ACTIVITY
For the records that follow, return only the count of lines containing the string "ReadinessProbe".

TASK INPUT

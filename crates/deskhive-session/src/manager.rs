//! Session lifecycle state machine.
//!
//! One user owns at most one desktop session. Creation runs as a background
//! task that walks the container through host selection, startup, port
//! discovery, and a readiness wait, narrating progress into a status map the
//! gateway polls. Established sessions live in a record map guarded by a
//! single lock together with their countdown timers; every failure path puts
//! borrowed fleet capacity back where it came from.

use std::collections::HashMap;
use std::sync::{Arc, Mutex};

use deskhive_core::config::{HostConfig, ServiceConfig};
use deskhive_core::{current_unix_timestamp, current_unix_timestamp_ms, short_hostname};
use deskhive_events::{
    EventDraft, EventLevel, EventLog, EVENT_SESSION_CREATED, EVENT_SESSION_DESTROYED,
    EVENT_SESSION_ERROR, EVENT_SESSION_EXPIRED, EVENT_SESSION_EXTENDED, EVENT_SESSION_REQUESTED,
};
use deskhive_fleet::{FleetError, HostOrchestrator, ShellConnection};
use serde::Serialize;
use serde_json::json;
use tracing::{debug, error, info, warn};

use crate::commands;
use crate::error::SessionError;
use crate::probe::ReadinessProbe;
use crate::timer::{ExtendOutcome, SessionTimer, TimerView};

/// Caller identity resolved at the trust boundary.
#[derive(Debug, Clone)]
pub struct SessionUser {
    pub id: u64,
    pub username: String,
}

/// Where an in-flight creation currently stands.
#[derive(Debug, Clone, Copy, PartialEq, Eq, Serialize)]
#[serde(rename_all = "snake_case")]
pub enum CreationPhase {
    Queued,
    SelectingHost,
    Connecting,
    StartingContainer,
    GettingPorts,
    WaitingVnc,
    Ready,
    Failed,
}

impl CreationPhase {
    pub fn as_str(self) -> &'static str {
        match self {
            Self::Queued => "queued",
            Self::SelectingHost => "selecting_host",
            Self::Connecting => "connecting",
            Self::StartingContainer => "starting_container",
            Self::GettingPorts => "getting_ports",
            Self::WaitingVnc => "waiting_vnc",
            Self::Ready => "ready",
            Self::Failed => "failed",
        }
    }

    /// Terminal phases permit a new creation attempt.
    pub fn is_terminal(self) -> bool {
        matches!(self, Self::Ready | Self::Failed)
    }
}

/// Progress snapshot the gateway serves while a desktop is being prepared.
#[derive(Debug, Clone, Serialize)]
pub struct CreationStatus {
    pub phase: CreationPhase,
    pub message: String,
    #[serde(skip_serializing_if = "Option::is_none")]
    pub hostname: Option<String>,
    #[serde(skip_serializing_if = "Option::is_none")]
    pub error: Option<String>,
}

/// An established session: one container on one fleet host.
#[derive(Debug, Clone, Serialize)]
pub struct SessionRecord {
    pub container_id: String,
    pub container_name: String,
    pub hostname: String,
    pub public_hostname: String,
    pub username: String,
    pub vnc_port: u16,
    pub web_port: u16,
    pub created_unix_ms: u64,
}

/// User-facing view of an established session.
#[derive(Debug, Clone, Serialize)]
pub struct SessionView {
    pub created_unix_ms: u64,
    pub public_hostname: String,
    pub vnc_port: u16,
    pub web_port: u16,
    pub timer: TimerView,
}

impl SessionView {
    fn from_record(record: &SessionRecord, timer: TimerView) -> Self {
        Self {
            created_unix_ms: record.created_unix_ms,
            public_hostname: record.public_hostname.clone(),
            vnc_port: record.vnc_port,
            web_port: record.web_port,
            timer,
        }
    }
}

/// Admin listing entry joining a record with its timer.
#[derive(Debug, Clone, Serialize)]
pub struct AdminSessionView {
    pub user_id: u64,
    #[serde(flatten)]
    pub record: SessionRecord,
    #[serde(skip_serializing_if = "Option::is_none")]
    pub timer: Option<TimerView>,
}

#[derive(Default)]
struct ManagerState {
    records: HashMap<u64, SessionRecord>,
    timers: HashMap<u64, SessionTimer>,
    creation: HashMap<u64, CreationStatus>,
}

struct ProvisionedContainer {
    id: String,
    name: String,
    vnc_port: u16,
    web_port: u16,
}

/// Owns every session record and drives creation, expiry, and teardown.
pub struct SessionManager {
    config: Arc<ServiceConfig>,
    fleet: Arc<HostOrchestrator>,
    events: Arc<EventLog>,
    probe: ReadinessProbe,
    state: Mutex<ManagerState>,
}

ANSWER BOX
2